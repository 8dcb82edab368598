use log::{info, warn};

use crate::{
    connection::{error::ConnectionError, net_connection::NetConnection},
    constants::FILE_CHUNKS_IN_FLIGHT,
    events::{
        connection_message::{ConnectionMessage, ConnectionMessageEvent},
        file_events::{FileChunkEvent, FileDownloadRequestEvent},
        ghost_always_event::GhostAlwaysObjectEvent,
        net_event::{downcast_event, event_is, NetEvent},
        net_string_event::NetStringEvent,
    },
    files::{
        error::FileTransferError,
        file_transfer::{ChunkOutcome, UploadStart},
    },
    game_time::GameInstant,
    ghosts::{error::GhostError, ghost_receiver::SavedGhost, object_registry::ObjectRegistry},
};

const INVALID_PACKET: &str = "Invalid packet.";

enum SavedFront {
    Empty,
    EndMarker,
    Object { required_files: Vec<String> },
}

impl NetConnection {
    /// Routes a received event: connection internals are handled here,
    /// application events are queued for the owner
    pub(super) fn process_event(&mut self, _now: GameInstant, event: Box<dyn NetEvent>) {
        if event_is::<ConnectionMessageEvent>(event.as_ref()) {
            if let Some(message) = downcast_event::<ConnectionMessageEvent>(event) {
                self.handle_connection_message(*message);
            }
        } else if event_is::<GhostAlwaysObjectEvent>(event.as_ref()) {
            if let Some(ghost_always) = downcast_event::<GhostAlwaysObjectEvent>(event) {
                self.set_ghost_always_object(*ghost_always);
            }
        } else if event_is::<NetStringEvent>(event.as_ref()) {
            // mapped while the packet was read
        } else if event_is::<FileDownloadRequestEvent>(event.as_ref()) {
            if let Some(request) = downcast_event::<FileDownloadRequestEvent>(event) {
                self.handle_file_download_request(request.names);
            }
        } else if event_is::<FileChunkEvent>(event.as_ref()) {
            if let Some(chunk) = downcast_event::<FileChunkEvent>(event) {
                self.handle_file_chunk(&chunk.data);
            }
        } else {
            self.incoming_events.push_back(event);
        }
    }

    fn send_connection_message(&mut self, message: ConnectionMessage, sequence: u32, count: u32) {
        self.post_internal(Box::new(ConnectionMessageEvent::new(message, sequence, count)));
    }

    fn handle_connection_message(&mut self, event: ConnectionMessageEvent) {
        if event.message.requires_ghost_receiver() && self.ghost_to.is_none() {
            self.set_last_error(INVALID_PACKET);
            return;
        }

        match event.message {
            ConnectionMessage::GhostAlwaysDone => {
                let Some(ghost_to) = self.ghost_to.as_mut() else {
                    return;
                };
                ghost_to.set_ghosting_sequence(event.sequence);
                ghost_to.push_saved(SavedGhost::EndMarker);
                if ghost_to.save_list_len() == 1 {
                    self.load_next_ghost_always_object(true);
                }
            }
            ConnectionMessage::ReadyForNormalGhosts => {
                let Some(ghost_from) = self.ghost_from.as_mut() else {
                    warn!("NetConnection: ReadyForNormalGhosts on a connection that does not ghost");
                    return;
                };
                if ghost_from.ready_for_normal_ghosts(event.sequence) {
                    info!("NetConnection: ghost always objects received by peer");
                    self.handler.on_ready_for_normal_ghosts();
                }
            }
            ConnectionMessage::EndGhosting => {
                if let Some(ghost_to) = self.ghost_to.as_mut() {
                    ghost_to.clear_all();
                }
            }
            ConnectionMessage::GhostAlwaysStarting => {
                self.handler.on_ghost_always_started(event.ghost_count);
            }
            ConnectionMessage::SendNextDownloadRequest => {
                self.send_next_file_download_request();
            }
            ConnectionMessage::FileDownloadSize => {
                self.files.begin_download(event.ghost_count as usize);
            }
        }
    }

    // Ghosting lifecycle

    /// Starts ghosting: delivers every scope-always object, then lets the
    /// peer ask for normal ghost updates
    pub fn activate_ghosting(&mut self, objects: &ObjectRegistry) -> Result<(), ConnectionError> {
        let ghost_from = self.ghost_from.as_mut().ok_or(GhostError::NotGhostingFrom)?;
        let events = ghost_from.activate(objects)?;
        for event in events {
            self.post_internal(event);
        }
        Ok(())
    }

    /// Stops ghosting and frees every ghost; the peer deletes its copies
    pub fn reset_ghosting(&mut self) {
        let Some(ghost_from) = self.ghost_from.as_mut() else {
            return;
        };
        let message = ghost_from.reset();
        for notify in self.notifies.iter_mut() {
            ghost_from.packet_received(&notify.ghosts);
            notify.ghosts.clear();
        }
        ghost_from.free_all();
        self.post_internal(Box::new(message));
    }

    pub fn is_ghosting(&self) -> bool {
        self.ghost_from
            .as_ref()
            .map(|ghost_from| ghost_from.is_ghosting())
            .unwrap_or(false)
    }

    fn set_ghost_always_object(&mut self, event: GhostAlwaysObjectEvent) {
        let Some(object) = event.object else {
            self.set_last_error(INVALID_PACKET);
            return;
        };
        let Some(ghost_to) = self.ghost_to.as_mut() else {
            self.set_last_error(INVALID_PACKET);
            return;
        };
        ghost_to.push_saved(SavedGhost::Object {
            index: event.ghost_index,
            object,
        });
        // a longer list means an earlier object is waiting for files
        if ghost_to.save_list_len() == 1 {
            self.load_next_ghost_always_object(true);
        }
    }

    fn saved_front(&self) -> SavedFront {
        match self.ghost_to.as_ref().and_then(|ghost_to| ghost_to.front_saved()) {
            None => SavedFront::Empty,
            Some(SavedGhost::EndMarker) => SavedFront::EndMarker,
            Some(SavedGhost::Object { object, .. }) => SavedFront::Object {
                required_files: object.required_files(),
            },
        }
    }

    /// Installs saved ghost-always objects in order until one needs files
    /// that are not in the store yet
    pub(super) fn load_next_ghost_always_object(&mut self, mut had_new_files: bool) {
        loop {
            match self.saved_front() {
                SavedFront::Empty => return,
                SavedFront::EndMarker => {
                    let Some(ghost_to) = self.ghost_to.as_mut() else {
                        return;
                    };
                    ghost_to.pop_saved();
                    let sequence = ghost_to.ghosting_sequence();
                    self.send_connection_message(ConnectionMessage::ReadyForNormalGhosts, sequence, 0);
                    info!("NetConnection: ghost always objects received");
                    self.handler.on_ghost_always_objects_received();
                    return;
                }
                SavedFront::Object { required_files } => {
                    let missing: Vec<String> = required_files
                        .into_iter()
                        .filter(|name| !self.file_store.exists(name))
                        .collect();
                    if !missing.is_empty() {
                        if !had_new_files {
                            self.set_last_error(FileTransferError::MissingFiles { names: missing }.to_string());
                            return;
                        }
                        self.files.set_missing_files(missing);
                        self.send_next_file_download_request();
                        return;
                    }

                    let Some(ghost_to) = self.ghost_to.as_mut() else {
                        return;
                    };
                    if let Some(SavedGhost::Object { index, object }) = ghost_to.pop_saved() {
                        ghost_to.install(index, object);
                    }
                    had_new_files = true;
                }
            }
        }
    }

    // File download

    pub(super) fn send_next_file_download_request(&mut self) {
        let request = self
            .files
            .next_request(self.file_store.as_ref(), self.config.never_download_files);
        match request {
            Some(names) => {
                info!("NetConnection: requesting files {:?}", names);
                self.post_internal(Box::new(FileDownloadRequestEvent::new(names)));
            }
            None => {
                let had_new_files = self.files.downloaded_count() != 0;
                self.load_next_ghost_always_object(had_new_files);
            }
        }
    }

    fn handle_file_download_request(&mut self, names: Vec<String>) {
        for name in names {
            let start = self.files.start_upload(
                &name,
                self.file_store.as_ref(),
                self.config.never_upload_files,
            );
            match start {
                UploadStart::Refused => break,
                UploadStart::Unavailable => {
                    info!("NetConnection: no such file {:?}", name);
                    self.post_internal(Box::new(FileChunkEvent::new(Vec::new())));
                }
                UploadStart::Started { size } => {
                    info!("NetConnection: sending file {:?} ({} bytes)", name, size);
                    self.send_connection_message(ConnectionMessage::FileDownloadSize, 0, size as u32);
                    for _ in 0..FILE_CHUNKS_IN_FLIGHT {
                        self.send_file_chunk();
                    }
                    return;
                }
            }
        }
        self.send_connection_message(ConnectionMessage::SendNextDownloadRequest, 0, 0);
    }

    pub(super) fn send_file_chunk(&mut self) {
        if let Some(chunk) = self.files.next_chunk() {
            self.post_internal(Box::new(FileChunkEvent::new(chunk)));
        }
    }

    fn handle_file_chunk(&mut self, data: &[u8]) {
        match self.files.chunk_received(data, self.file_store.as_mut()) {
            Ok(ChunkOutcome::Skipped) => {}
            Ok(ChunkOutcome::Progress { name, received, size }) => {
                self.handler.on_file_chunk_received(&name, received, size);
            }
            Ok(ChunkOutcome::Completed { name }) => {
                info!("NetConnection: saved file {:?}", name);
                self.send_next_file_download_request();
            }
            Err(error) => self.set_last_error(error.to_string()),
        }
    }
}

> Activity
Beginning with the line holding "self.handle_file_download_request(request.names);" and ending with the line holding "self, event: ConnectionMessageEvent)", write out the stretch of material above exactly; add no further lines.

> Task answer
                self.handle_file_download_request(request.names);
            }
        } else if event_is::<FileChunkEvent>(event.as_ref()) {
            if let Some(chunk) = downcast_event::<FileChunkEvent>(event) {
                self.handle_file_chunk(&chunk.data);
            }
        } else {
            self.incoming_events.push_back(event);
        }
    }

    fn send_connection_message(&mut self, message: ConnectionMessage, sequence: u32, count: u32) {
        self.post_internal(Box::new(ConnectionMessageEvent::new(message, sequence, count)));
    }

    fn handle_connection_message(&mut self, event: ConnectionMessageEvent) {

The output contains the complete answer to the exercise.